The Nuance of Character
His companions frequently remarked that he appeared as the most vibrant figure there – yet he had no desire to hold that youthful title. That represented, though not quite offensive, a commonplace observation: what Dick wanted was to become the most multifaceted figure there. He adored contrasting feelings and contradiction in one photograph, or subject, instead of a clustering on the extremes of feeling. He admired pictures like the famous Leonardo da Vinci that juxtaposes the outline of an attractive adolescent with an elderly man having a strong jaw. And so, in a striking combination of images depicting cinematic auteurs, initially one might perceive the aggressive John Ford contrasted with the gentle Renoir. Ford’s curled lip and flamboyant, furious eye covering – an eye patch is angry in its persistence on ensuring you notice of the absent orb – seen against the kind, philosophical look by Renoir, who at first glance as a wise French creative saint comparable to the painter Georges Braque.

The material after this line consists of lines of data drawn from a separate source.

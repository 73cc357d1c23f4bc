//! Wires the mixnode hop together: carrier ingress -> Sphinx -> delay ->
//! lottery -> batched carrier egress (spec §4.5).

use std::collections::HashMap;
use std::net::SocketAddr;
use std::sync::atomic::{AtomicU64, Ordering};
use std::sync::Arc;
use std::time::{Duration, Instant};

use curve25519_dalek::scalar::Scalar;
use tokio::sync::{mpsc, Mutex};
use tracing::{debug, warn};

use crate::config::{BatchingConfig, DelayConfig};
use crate::delay::poisson::{CircuitMultiplier, PoissonDelayGenerator};
use crate::delay::scheduler::DelayScheduler;
use crate::lottery::{LotteryEntry, RelayLottery};
use crate::mixnode::carrier::{self, CarrierConfig, RelayDirectory};
use crate::replay::ReplayCache;
use crate::sphinx::engine::{ProcessOutcome, SphinxEngine};
use crate::sphinx::header::{RelayId, SphinxPacket};
use crate::{FogError, FogResult, PACKET_SIZE};

/// Sentinel next-hop id meaning "not source-routed; let the lottery pick"
/// (spec §4.5: "lottery is used only for loose-source routing and cover
/// traffic").
pub const LOTTERY_ROUTED: RelayId = RelayId([0u8; 8]);

/// Counters for the pipeline's terminal outcomes.
#[derive(Debug, Default)]
pub struct PipelineStats {
    pub ingressed: AtomicU64,
    pub delivered: AtomicU64,
    pub forwarded: AtomicU64,
    pub dropped_bad_mac: AtomicU64,
    pub dropped_replay: AtomicU64,
    pub dropped_transmit_error: AtomicU64,
    pub dropped_corrupt_shape: AtomicU64,
    pub refused_queue_full: AtomicU64,
}

struct EgressJob {
    destination: SocketAddr,
    packet_bytes: Vec<u8>,
}

/// Ties together a single mixnode hop's Sphinx processing, delay,
/// lottery-based forwarding, and batched carrier egress.
pub struct MixnodePipeline {
    private_scalar: Scalar,
    replay: Arc<ReplayCache>,
    delay_gen: Arc<Mutex<PoissonDelayGenerator>>,
    scheduler: Arc<DelayScheduler<EgressJob>>,
    lottery: Arc<RelayLottery>,
    directory: Arc<RelayDirectory>,
    batching: BatchingConfig,
    stats: Arc<PipelineStats>,
    ingress_capacity: usize,
    deliver_tx: mpsc::Sender<Vec<u8>>,
}

impl MixnodePipeline {
    #[cfg(feature = "vrf")]
    pub fn new(
        private_scalar: Scalar,
        replay_window: Duration,
        delay_config: &DelayConfig,
        batching: BatchingConfig,
        reputation_floor: f64,
        directory: Arc<RelayDirectory>,
        ingress_capacity: usize,
        deliver_tx: mpsc::Sender<Vec<u8>>,
    ) -> FogResult<(Self, mpsc::Receiver<EgressJobHandle>)> {
        let delay_gen = PoissonDelayGenerator::new(delay_config)?;
        let (scheduler, egress_rx) = DelayScheduler::spawn(batching.batch_size * 4);
        let pipeline = Self {
            private_scalar,
            replay: Arc::new(ReplayCache::new(replay_window)),
            delay_gen: Arc::new(Mutex::new(delay_gen)),
            scheduler: Arc::new(scheduler),
            lottery: Arc::new(RelayLottery::new(reputation_floor)),
            directory,
            batching,
            stats: Arc::new(PipelineStats::default()),
            ingress_capacity,
            deliver_tx,
        };
        Ok((pipeline, egress_rx))
    }

    pub fn stats(&self) -> Arc<PipelineStats> {
        self.stats.clone()
    }

    /// Process one ingress frame, already validated by the carrier to be
    /// exactly `PACKET_SIZE` bytes.
    pub async fn handle_ingress(&self, frame: Vec<u8>, lottery_candidates: &[LotteryEntry]) {
        self.stats.ingressed.fetch_add(1, Ordering::Relaxed);

        let packet = match SphinxPacket::from_bytes(&frame) {
            Ok(p) => p,
            Err(_) => {
                self.stats.dropped_corrupt_shape.fetch_add(1, Ordering::Relaxed);
                return;
            }
        };

        let circuit_id = circuit_id_of(&packet);

        let outcome = match SphinxEngine::process_hop(&self.private_scalar, &packet, &self.replay) {
            Ok(outcome) => outcome,
            Err(_) => {
                self.stats.dropped_corrupt_shape.fetch_add(1, Ordering::Relaxed);
                return;
            }
        };

        match outcome {
            ProcessOutcome::BadMac => {
                self.stats.dropped_bad_mac.fetch_add(1, Ordering::Relaxed);
            }
            ProcessOutcome::Replay => {
                self.stats.dropped_replay.fetch_add(1, Ordering::Relaxed);
            }
            ProcessOutcome::Deliver(payload) => {
                self.stats.delivered.fetch_add(1, Ordering::Relaxed);
                let _ = self.deliver_tx.send(payload).await;
            }
            ProcessOutcome::ForwardTo(next_hop, next_packet) => {
                let destination = if next_hop.0 == LOTTERY_ROUTED.0 {
                    self.lottery
                        .draw(lottery_candidates, circuit_id, 0)
                        .ok()
                        .map(|(addr, _proof)| addr)
                } else {
                    self.directory.resolve(&next_hop).await
                };

                let Some(destination) = destination else {
                    warn!(circuit_id, "forward target could not be resolved; dropping");
                    self.stats.dropped_transmit_error.fetch_add(1, Ordering::Relaxed);
                    return;
                };

                let multiplier = CircuitMultiplier::default();
                let delay = self.delay_gen.lock().await.sample(multiplier);
                self.stats.forwarded.fetch_add(1, Ordering::Relaxed);
                self.scheduler
                    .enqueue(
                        EgressJob {
                            destination,
                            packet_bytes: next_packet.to_bytes(),
                        },
                        Instant::now() + delay,
                        circuit_id,
                    )
                    .await;
            }
        }
    }

    /// Adjust the delay generator's load factor from current ingress queue
    /// depth (spec §4.3: "load factor is set by the pipeline from queue
    /// depth").
    pub async fn report_queue_depth(&self, depth: usize) {
        let load_factor = (depth as f64 / self.ingress_capacity.max(1) as f64).clamp(0.0, 1.0);
        self.delay_gen.lock().await.set_load_factor(load_factor);
    }
}

/// Drains `ingress_rx` (fed by one or more carriers), running each frame
/// through the pipeline and periodically reporting queue depth to the
/// delay generator.
pub async fn run_ingress(
    pipeline: Arc<MixnodePipeline>,
    mut ingress_rx: mpsc::Receiver<(SocketAddr, Vec<u8>)>,
    lottery_candidates: Arc<Mutex<Vec<LotteryEntry>>>,
) {
    loop {
        match ingress_rx.recv().await {
            Some((_peer, frame)) => {
                pipeline.report_queue_depth(ingress_rx.len()).await;
                let candidates = lottery_candidates.lock().await.clone();
                pipeline.handle_ingress(frame, &candidates).await;
            }
            None => return,
        }
    }
}

fn circuit_id_of(packet: &SphinxPacket) -> u64 {
    let mut bytes = [0u8; 8];
    bytes.copy_from_slice(&packet.header.ephemeral_pub[0..8]);
    u64::from_be_bytes(bytes)
}

/// Placeholder item type surfaced to callers that spawn the egress batcher;
/// an alias so `MixnodePipeline::new`'s return type doesn't leak the
/// private `EgressJob`.
pub type EgressJobHandle = EgressJob;

/// Drains `egress_rx`, grouping packets by destination into batches of up
/// to `batching.batch_size` or `batching.batch_timeout_ms`, whichever comes
/// first, then performs one carrier write per destination per batch
/// (spec §4.5). Never delays a packet past its already-computed
/// `release_time` — batching only governs how already-due packets are
/// grouped for the write, not when they become due.
pub async fn run_egress_batcher(
    mut egress_rx: mpsc::Receiver<EgressJobHandle>,
    batching: BatchingConfig,
    stats: Arc<PipelineStats>,
) {
    let timeout = Duration::from_millis(batching.batch_timeout_ms);
    let mut pending: HashMap<SocketAddr, Vec<Vec<u8>>> = HashMap::new();
    let mut total_pending = 0usize;

    loop {
        let deadline = tokio::time::sleep(timeout);
        tokio::select! {
            biased;
            item = egress_rx.recv() => {
                match item {
                    Some(job) => {
                        pending.entry(job.destination).or_default().push(job.packet_bytes);
                        total_pending += 1;
                        if total_pending >= batching.batch_size {
                            flush(&mut pending, &mut total_pending, &stats).await;
                        }
                    }
                    None => {
                        flush(&mut pending, &mut total_pending, &stats).await;
                        return;
                    }
                }
            }
            _ = deadline => {
                if total_pending > 0 {
                    flush(&mut pending, &mut total_pending, &stats).await;
                }
            }
        }
    }
}

async fn flush(
    pending: &mut HashMap<SocketAddr, Vec<Vec<u8>>>,
    total_pending: &mut usize,
    stats: &Arc<PipelineStats>,
) {
    for (destination, frames) in pending.drain() {
        for frame in frames {
            debug_assert_eq!(frame.len(), PACKET_SIZE);
            if let Err(e) = carrier::send_frame(destination, &frame).await {
                debug!(%destination, error = %e, "egress transmit failed");
                stats.dropped_transmit_error.fetch_add(1, Ordering::Relaxed);
            }
        }
    }
    *total_pending = 0;
}

#[allow(dead_code)]
fn assert_send<T: Send>() {}

#[cfg(all(test, feature = "vrf"))]
mod tests {
    use super::*;
    use crate::sphinx::crypto;
    use crate::sphinx::header::PAYLOAD_SIZE;
    use std::time::Duration as StdDuration;

    fn delay_config() -> DelayConfig {
        DelayConfig {
            mean_delay: StdDuration::from_millis(10),
            min_delay: StdDuration::from_millis(1),
            max_delay: StdDuration::from_millis(100),
            jitter_fraction: 0.1,
            cover_mode: crate::delay::cover::CoverTrafficMode::Off,
            cover_rate: 1.0,
        }
    }

    #[tokio::test]
    async fn single_hop_packet_is_delivered_and_counted() {
        let (relay_scalar, relay_point) = crypto::generate_ephemeral();
        let payload = [42u8; PAYLOAD_SIZE];
        let packet = SphinxEngine::wrap(&[relay_point.to_bytes()], &payload).unwrap();

        let (deliver_tx, mut deliver_rx) = mpsc::channel(1);
        let (pipeline, _egress_rx) = MixnodePipeline::new(
            relay_scalar,
            StdDuration::from_secs(3600),
            &delay_config(),
            BatchingConfig {
                batch_size: 128,
                batch_timeout_ms: 10,
            },
            0.0,
            Arc::new(RelayDirectory::new()),
            1024,
            deliver_tx,
        )
        .unwrap();

        pipeline.handle_ingress(packet.to_bytes(), &[]).await;

        let delivered = deliver_rx.recv().await.unwrap();
        assert_eq!(delivered, payload.to_vec());
        assert_eq!(pipeline.stats().delivered.load(Ordering::Relaxed), 1);
    }

    #[tokio::test]
    async fn tampered_packet_is_dropped_and_counted() {
        let (relay_scalar, relay_point) = crypto::generate_ephemeral();
        let payload = [1u8; PAYLOAD_SIZE];
        let mut packet = SphinxEngine::wrap(&[relay_point.to_bytes()], &payload).unwrap();
        packet.header.mac[0] ^= 0xFF;

        let (deliver_tx, _deliver_rx) = mpsc::channel(1);
        let (pipeline, _egress_rx) = MixnodePipeline::new(
            relay_scalar,
            StdDuration::from_secs(3600),
            &delay_config(),
            BatchingConfig {
                batch_size: 128,
                batch_timeout_ms: 10,
            },
            0.0,
            Arc::new(RelayDirectory::new()),
            1024,
            deliver_tx,
        )
        .unwrap();

        pipeline.handle_ingress(packet.to_bytes(), &[]).await;
        assert_eq!(pipeline.stats().dropped_bad_mac.load(Ordering::Relaxed), 1);
    }
}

Yet, examine a second time, and Ford and Renoir display both aggression and kindness, the boxer-like snarl on their faces contrasting with the light in their gaze, and the director's unbalanced observation is equally shrewd as it is saintly. The American director could be intimidating us (in a typically American way), but Renoir is sizing us up. The simple, opposing stereotypes of humanism are betrayed or deepened: people aren't made into filmmakers by geniality alone. Aspiration, skill and determination are also depicted.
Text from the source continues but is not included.